German writer and journalist

Heinz Knobloch (3 March 1926 – 24 July 2003) was a German writer and journalist, who spent most of his professional career working in the German Democratic Republic (East Germany).

==Life==

===Early years===
Knobloch was born in Dresden, the son of a photographer. When his father became unemployed the family moved to Berlin in 1935. He started a commercial training with a publishing business in 1942, but in 1943 he was conscripted into the army and was sent as a soldier to France.

===Army life===
He deserted from the army near St. Lo in July 1944, shortly after the Normandy landings of the Allies. Knobloch spent the next four or so years as a Prisoner of War in the US and in Scotland. In the USA he gained hands-on experience in Alabama of the agricultural business (maize, sugar cane, groundnuts/ peanuts, tomatoes, cotton), in Pennsylvania, of industrial work, and in Virginia of timber logging and garbage disposal. As a result of his transfer to Scotland in 1946 he was able to add road construction, fertiliser production, sheep wool processing and seed research to his list of experiences, and he also undertook a language course, receiving a "cum laude" (with distinction) diploma in English.

===Back to Berlin===
He was able to return to Berlin in February 1948. In 1948 he volunteered to work for the Berliner Zeitung and became a script editor for a press picture publisher. In 1949 he joined the new country's recently created ruling Socialist Unity Party (SED / Sozialistische Einheitspartei Deutschlands), and in 1953 he co-founded and joined East German's new mass-circulation Wochenpost (newspaper), taking responsibility for "puzzles, mental recreation and humour" ("Rätsel, Denksport und Humor"). Work on the Wochenpost quickly became a principal vehicle for Knobloch's professional success over more than three decades. He served as its culture editor from 1957 till 1965, and between 1968 and 1988 contributed a weekly Feuilleton-format opinion column.

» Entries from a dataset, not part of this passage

use assert_matches::assert_matches;
use fisher::{
    battle::{
        BattleOutcome,
        BattleState,
    },
    combat::Poison,
};
use fisher_data::Id;
use fisher_test_utils::{
    TestGameBuilder,
    assert_new_logs_eq,
    static_local_data_store,
};

#[test]
fn poison_ticks_at_end_of_turn_and_can_defeat_monster() {
    let (mut game, mut battle) = TestGameBuilder::new()
        .with_member("jellyfish")
        .with_monster("sewer_rat")
        .build(static_local_data_store())
        .unwrap();
    battle.new_logs().count();

    let report = battle.make_choice(&mut game, "move poison_bite").unwrap();
    pretty_assertions::assert_eq!(
        report.messages,
        vec![
            "Jellyfish uses Poison Bite! Deals 1 damage. Sewer Rat is poisoned!",
            "Sewer Rat uses Tackle! Deals 1 damage.",
            "Sewer Rat takes 5 poison damage!",
        ]
    );
    assert_new_logs_eq(
        &mut battle,
        &[
            "turn|turn:1",
            "move|mon:Jellyfish,player|name:Poison Bite",
            "damage|mon:Sewer Rat,monster|health:15/16",
            "status|mon:Sewer Rat,monster|status:poison",
            "move|mon:Sewer Rat,monster|name:Tackle",
            "damage|mon:Jellyfish,player|health:24/25",
            "damage|mon:Sewer Rat,monster|from:poison|health:10/16",
        ],
    );

    // Poison does not stack or refresh.
    battle.make_choice(&mut game, "move poison_bite").unwrap();
    assert_new_logs_eq(
        &mut battle,
        &[
            "turn|turn:2",
            "move|mon:Jellyfish,player|name:Poison Bite",
            "damage|mon:Sewer Rat,monster|health:9/16",
            "move|mon:Sewer Rat,monster|name:Tackle",
            "damage|mon:Jellyfish,player|health:23/25",
            "damage|mon:Sewer Rat,monster|from:poison|health:4/16",
        ],
    );

    let report = battle.make_choice(&mut game, "move poison_bite").unwrap();
    assert_new_logs_eq(
        &mut battle,
        &[
            "turn|turn:3",
            "move|mon:Jellyfish,player|name:Poison Bite",
            "damage|mon:Sewer Rat,monster|health:3/16",
            "move|mon:Sewer Rat,monster|name:Tackle",
            "damage|mon:Jellyfish,player|health:22/25",
            "damage|mon:Sewer Rat,monster|from:poison|health:0/16",
            "curestatus|mon:Sewer Rat,monster|status:poison",
            "faint|mon:Sewer Rat,monster",
            "gold|amount:5",
            "exp|mon:Jellyfish,player|exp:11",
            "win|side:player",
        ],
    );
    assert_matches!(report.outcome, Some(BattleOutcome::MonsterDefeated(_)));
}

#[test]
fn poison_still_ticks_when_second_actor_knocks_out_first() {
    let (mut game, mut battle) = TestGameBuilder::new()
        .with_member("jellyfish")
        .with_member("pufferfish")
        .with_monster("sewer_rat")
        .build(static_local_data_store())
        .unwrap();
    battle.new_logs().count();
    game.party[0].hp = 1;

    let report = battle.make_choice(&mut game, "move poison_bite").unwrap();
    pretty_assertions::assert_eq!(
        report.messages,
        vec![
            "Jellyfish uses Poison Bite! Deals 1 damage. Sewer Rat is poisoned!",
            "Sewer Rat uses Tackle! Deals 1 damage.",
            "Sewer Rat takes 5 poison damage!",
            "Jellyfish fainted!",
        ]
    );
    assert_new_logs_eq(
        &mut battle,
        &[
            "turn|turn:1",
            "move|mon:Jellyfish,player|name:Poison Bite",
            "damage|mon:Sewer Rat,monster|health:15/16",
            "status|mon:Sewer Rat,monster|status:poison",
            "move|mon:Sewer Rat,monster|name:Tackle",
            "damage|mon:Jellyfish,player|health:0/25",
            "damage|mon:Sewer Rat,monster|from:poison|health:10/16",
            "faint|mon:Jellyfish,player",
        ],
    );
    assert_eq!(battle.monster().hp, 10);
    assert_eq!(
        battle.monster().poisoned,
        Some(Poison {
            damage: 5,
            turns_left: 2,
        })
    );
    assert_eq!(battle.state(), &BattleState::AwaitingSwitch);
}

#[test]
fn poison_defeat_wins_over_member_fainting_on_same_turn() {
    let (mut game, mut battle) = TestGameBuilder::new()
        .with_member("jellyfish")
        .with_monster("sewer_rat")
        .build(static_local_data_store())
        .unwrap();
    battle.make_choice(&mut game, "move poison_bite").unwrap();
    battle.make_choice(&mut game, "move poison_bite").unwrap();
    battle.new_logs().count();
    game.party[0].hp = 1;

    let report = battle.make_choice(&mut game, "move poison_bite").unwrap();
    assert_new_logs_eq(
        &mut battle,
        &[
            "turn|turn:3",
            "move|mon:Jellyfish,player|name:Poison Bite",
            "damage|mon:Sewer Rat,monster|health:3/16",
            "move|mon:Sewer Rat,monster|name:Tackle",
            "damage|mon:Jellyfish,player|health:0/25",
            "damage|mon:Sewer Rat,monster|from:poison|health:0/16",
            "curestatus|mon:Sewer Rat,monster|status:poison",
            "faint|mon:Sewer Rat,monster",
            "gold|amount:5",
            "exp|mon:Jellyfish,player|exp:11",
            "win|side:player",
        ],
    );
    // Poison reports the HP actually lost.
    assert!(
        report
            .messages
            .contains(&"Sewer Rat takes 3 poison damage!".to_owned())
    );
    assert_matches!(report.outcome, Some(BattleOutcome::MonsterDefeated(_)));
    assert!(battle.ended());
}

#[test]
fn buff_raises_defense_until_it_wears_off() {
    let data = static_local_data_store();
    let builder = TestGameBuilder::new()
        .with_member("pufferfish")
        .with_monster("sewer_rat");
    let mut game = builder.build_game(data).unwrap();
    game.party[0].moves = vec![Id::from("tackle"), Id::from("harden")];
    let mut battle = builder.build_battle(&game, data).unwrap();
    battle.new_logs().count();

    let report = battle.make_choice(&mut game, "move harden").unwrap();
    pretty_assertions::assert_eq!(
        report.messages,
        vec![
            "Pufferfish uses Harden! DEF raised!",
            "Sewer Rat uses Tackle! Deals 1 damage.",
        ]
    );
    // Speed ties go to the party member.
    assert_new_logs_eq(
        &mut battle,
        &[
            "turn|turn:1",
            "move|mon:Pufferfish,player|name:Harden",
            "boost|mon:Pufferfish,player|stat:def|by:4|turns:3",
            "move|mon:Sewer Rat,monster|name:Tackle",
            "damage|mon:Pufferfish,player|health:44/45",
        ],
    );
    assert_eq!(game.party[0].buffs.len(), 1);

    battle.make_choice(&mut game, "move tackle").unwrap();
    battle.new_logs().count();
    let report = battle.make_choice(&mut game, "move tackle").unwrap();
    assert_eq!(
        report.messages.last().map(|message| message.as_str()),
        Some("Pufferfish's DEF boost wore off.")
    );
    assert_new_logs_eq(
        &mut battle,
        &[
            "turn|turn:3",
            "move|mon:Pufferfish,player|name:Tackle",
            "damage|mon:Sewer Rat,monster|health:14/16",
            "move|mon:Sewer Rat,monster|name:Tackle",
            "damage|mon:Pufferfish,player|health:42/45",
            "unboost|mon:Pufferfish,player|stat:def|by:4",
        ],
    );
    assert!(game.party[0].buffs.is_empty());
    assert_eq!(game.party[0].def, 9);
}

Between 1954 and 1960 he undertook a correspondence course in journalism with the Karl Marx University (as it was then known) in Leipzig, ending up with a Diploma in Journalism. In 1962 he became a member of the (East) German Writers' Association.

===Personal===
In 1953 Heinz Knobloch married Helga Leutloff, then aged 24. The marriage produced a daughter and a son born respectively in 1957 and 1965. Knobloch died on 24 July 2003 in Pankow (Berlin), but the wish he had originally published in his book "Alte und neue Berliner Grabsteine" ("Berlin gravestones, old and new) was respected, and his body was taken back to his birth city of Dresden for burial.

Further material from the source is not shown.